▸ **What this task involves**: Among the lines below, copy each one in which "HashMap" appears.

━━━━━━━━━━

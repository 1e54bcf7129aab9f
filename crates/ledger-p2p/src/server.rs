//! TCP peer server. Frames are newline-delimited JSON [`PeerMessage`]s.

use crate::message::PeerMessage;
use crate::Broadcast;
use anyhow::{Context, Result};
use ledger_core::{Chain, Transaction, TransactionPool};
use std::collections::HashMap;
use std::net::SocketAddr;
use std::sync::atomic::{AtomicU64, Ordering};
use std::sync::{Arc, Mutex, MutexGuard, PoisonError};
use tokio::io::{AsyncBufReadExt, AsyncReadExt, AsyncWriteExt, BufReader};
use tokio::net::tcp::{OwnedReadHalf, OwnedWriteHalf};
use tokio::net::{TcpListener, TcpStream};
use tokio::sync::mpsc::{self, error::TrySendError};
use tracing::{debug, info, warn};

pub type PeerId = u64;

/// Longest accepted frame, excluding the newline. Longer frames drop the peer.
pub const MAX_FRAME_LEN: usize = 4 * 1024 * 1024;
/// Frames queued per peer before further sends to it are dropped.
pub const OUTBOX_CAPACITY: usize = 64;

/// Live peer set plus the local chain and pool it feeds.
#[derive(Clone)]
pub struct P2pServer {
    chain: Chain,
    pool: Arc<dyn TransactionPool>,
    peers: Arc<Mutex<HashMap<PeerId, mpsc::Sender<String>>>>,
    next_id: Arc<AtomicU64>,
}

impl P2pServer {
    pub fn new(chain: Chain, pool: Arc<dyn TransactionPool>) -> Self {
        Self {
            chain,
            pool,
            peers: Arc::new(Mutex::new(HashMap::new())),
            next_id: Arc::new(AtomicU64::new(1)),
        }
    }

    /// Bind `addr` and accept peers in the background. Returns the bound address.
    pub async fn listen(&self, addr: &str) -> Result<SocketAddr> {
        let listener = TcpListener::bind(addr)
            .await
            .with_context(|| format!("binding p2p listener on {addr}"))?;
        let local = listener.local_addr()?;
        info!("listening for peer-to-peer connections on {local}");

        let server = self.clone();
        tokio::spawn(async move {
            loop {
                match listener.accept().await {
                    Ok((stream, addr)) => {
                        server.connect_socket(stream, addr);
                    }
                    Err(e) => warn!(error = %e, "failed to accept peer"),
                }
            }
        });
        Ok(local)
    }

    /// Dial every configured peer; failures are logged and skipped.
    pub async fn connect_to_peers(&self, peers: &[String]) {
        for peer in peers {
            if let Err(e) = self.connect(peer).await {
                warn!(%peer, error = %e, "could not connect to peer");
            }
        }
    }

    pub async fn connect(&self, addr: &str) -> Result<PeerId> {
        let stream = TcpStream::connect(addr)
            .await
            .with_context(|| format!("connecting to peer {addr}"))?;
        let peer_addr = stream.peer_addr()?;
        Ok(self.connect_socket(stream, peer_addr))
    }

    fn connect_socket(&self, stream: TcpStream, addr: SocketAddr) -> PeerId {
        let id = self.next_id.fetch_add(1, Ordering::Relaxed);
        let (reader, writer) = stream.into_split();
        let (outbox, inbox) = mpsc::channel(OUTBOX_CAPACITY);

        self.peers().insert(id, outbox);
        info!(peer = id, %addr, "socket connected");

        tokio::spawn(write_frames(id, writer, inbox));
        let server = self.clone();
        tokio::spawn(async move {
            server.read_frames(id, reader).await;
            server.peers().remove(&id);
            info!(peer = id, %addr, "socket disconnected");
        });

        self.send_chain(id);
        id
    }

    async fn read_frames(&self, id: PeerId, reader: OwnedReadHalf) {
        let mut reader = BufReader::new(reader);
        let mut frame = Vec::new();
        loop {
            frame.clear();
            let limit = MAX_FRAME_LEN as u64 + 1;
            match (&mut reader).take(limit).read_until(b'\n', &mut frame).await {
                Ok(0) => break,
                Ok(_) => {}
                Err(e) => {
                    warn!(peer = id, error = %e, "peer read failed");
                    break;
                }
            }
            if frame.last() != Some(&b'\n') && frame.len() > MAX_FRAME_LEN {
                warn!(peer = id, limit = MAX_FRAME_LEN, "frame too long, dropping peer");
                break;
            }
            let line = match std::str::from_utf8(&frame) {
                Ok(line) => line.trim(),
                Err(e) => {
                    warn!(peer = id, error = %e, "dropping message");
                    continue;
                }
            };
            if line.is_empty() {
                continue;
            }
            match PeerMessage::decode(line) {
                Ok(message) => {
                    debug!(peer = id, kind = message.kind(), "received message");
                    self.handle_message(message).await;
                }
                Err(e) => warn!(peer = id, error = %e, "dropping message"),
            }
        }
    }

    /// Apply one received message to the local chain or pool.
    pub async fn handle_message(&self, message: PeerMessage) {
        match message {
            PeerMessage::Chain { chain } => {
                let local = self.chain.clone();
                // rejections are logged by the chain itself
                if let Err(e) = tokio::task::spawn_blocking(move || local.replace_chain(chain)).await {
                    warn!(error = %e, "chain replacement task failed");
                }
            }
            PeerMessage::Transaction { transaction } => {
                self.pool.update_or_add_transaction(transaction);
            }
            PeerMessage::ClearTransactions => self.pool.clear(),
        }
    }

    fn peers(&self) -> MutexGuard<'_, HashMap<PeerId, mpsc::Sender<String>>> {
        self.peers.lock().unwrap_or_else(PoisonError::into_inner)
    }

    pub fn peer_count(&self) -> usize {
        self.peers().len()
    }

    fn send(&self, id: PeerId, message: &PeerMessage) {
        let frame = match message.encode() {
            Ok(frame) => frame,
            Err(e) => {
                warn!(error = %e, "failed to encode message");
                return;
            }
        };
        if let Some(outbox) = self.peers().get(&id) {
            enqueue(id, outbox, frame);
        }
    }

    fn broadcast(&self, message: &PeerMessage) {
        let frame = match message.encode() {
            Ok(frame) => frame,
            Err(e) => {
                warn!(error = %e, "failed to encode message");
                return;
            }
        };
        let peers = self.peers();
        debug!(kind = message.kind(), peers = peers.len(), "broadcasting");
        for (id, outbox) in peers.iter() {
            enqueue(*id, outbox, frame.clone());
        }
    }

    fn send_chain(&self, id: PeerId) {
        let chain = self.chain.blocks().to_vec();
        self.send(id, &PeerMessage::Chain { chain });
    }
}

impl Broadcast for P2pServer {
    fn sync_chains(&self) {
        let chain = self.chain.blocks().to_vec();
        self.broadcast(&PeerMessage::Chain { chain });
    }

    fn broadcast_transaction(&self, transaction: &Transaction) {
        self.broadcast(&PeerMessage::Transaction {
            transaction: transaction.clone(),
        });
    }

    fn broadcast_clear_transactions(&self) {
        self.broadcast(&PeerMessage::ClearTransactions);
    }
}

/// Queue a frame without waiting; a full outbox drops the frame.
fn enqueue(id: PeerId, outbox: &mpsc::Sender<String>, frame: String) {
    match outbox.try_send(frame) {
        Ok(()) => {}
        Err(TrySendError::Full(_)) => warn!(peer = id, "peer outbox full, dropping frame"),
        Err(TrySendError::Closed(_)) => debug!(peer = id, "peer writer gone"),
    }
}

/// Drain one peer's outbox. A slow peer only backs up its own queue.
async fn write_frames(
    id: PeerId,
    mut writer: OwnedWriteHalf,
    mut inbox: mpsc::Receiver<String>,
) {
    while let Some(frame) = inbox.recv().await {
        let result = async {
            writer.write_all(frame.as_bytes()).await?;
            writer.write_all(b"\n").await?;
            writer.flush().await
        }
        .await;
        if let Err(e) = result {
            warn!(peer = id, error = %e, "peer write failed");
            break;
        }
    }
}

#[cfg(test)]
mod tests {
    use super::*;
    use ledger_core::MemPool;

    #[test]
    fn stalled_peer_outbox_is_capped() {
        let server = P2pServer::new(Chain::new(), Arc::new(MemPool::new()));
        let (outbox, mut inbox) = mpsc::channel(OUTBOX_CAPACITY);
        server.peers().insert(7, outbox);

        for _ in 0..OUTBOX_CAPACITY + 10 {
            server.sync_chains();
        }
        server.broadcast_clear_transactions();

        let mut queued = 0;
        while let Ok(frame) = inbox.try_recv() {
            assert!(frame.starts_with(r#"{"type":"CHAIN""#));
            queued += 1;
        }
        assert_eq!(queued, OUTBOX_CAPACITY);
    }
}
use anyhow::Result;
use clap::Parser;
use ledger_core::{Chain, MemPool, TransactionPool, Wallet};
use ledger_node::api::{self, AppState};
use ledger_node::{Miner, NodeConfig};
use ledger_p2p::P2pServer;
use std::net::SocketAddr;
use std::sync::{Arc, Mutex};
use tower_http::trace::TraceLayer;
use tracing::{info, Level};

#[tokio::main]
async fn main() -> Result<()> {
    tracing_subscriber::fmt()
        .with_max_level(Level::DEBUG)
        .with_env_filter(tracing_subscriber::EnvFilter::from_default_env())
        .init();

    let config = NodeConfig::parse();

    let chain = Chain::new();
    let pool: Arc<dyn TransactionPool> = Arc::new(MemPool::new());
    let wallet = Wallet::new();
    info!(public_key = %wallet.public_key(), "wallet ready");
    let wallet = Arc::new(Mutex::new(wallet));

    let p2p = Arc::new(P2pServer::new(chain.clone(), pool.clone()));
    p2p.listen(&config.p2p_listen).await?;
    p2p.connect_to_peers(&config.peers).await;

    let miner = Arc::new(Miner::new(
        chain.clone(),
        pool.clone(),
        wallet.clone(),
        p2p.clone(),
    )?);

    let state = AppState {
        chain,
        pool,
        wallet,
        p2p,
        miner,
    };
    let app = api::router(state).layer(TraceLayer::new_for_http());

    let addr: SocketAddr = config.http_listen.parse()?;
    info!("ledger-node listening on http://{addr}");
    axum::serve(tokio::net::TcpListener::bind(addr).await?, app)
        .with_graceful_shutdown(async {
            let _ = tokio::signal::ctrl_c().await;
            info!("shutting down");
        })
        .await?;
    Ok(())
}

━━━━━━━━━━

▸ **Answer for the task**:
use std::collections::HashMap;
    peers: Arc<Mutex<HashMap<PeerId, mpsc::Sender<String>>>>,
            peers: Arc::new(Mutex::new(HashMap::new())),
    fn peers(&self) -> MutexGuard<'_, HashMap<PeerId, mpsc::Sender<String>>> {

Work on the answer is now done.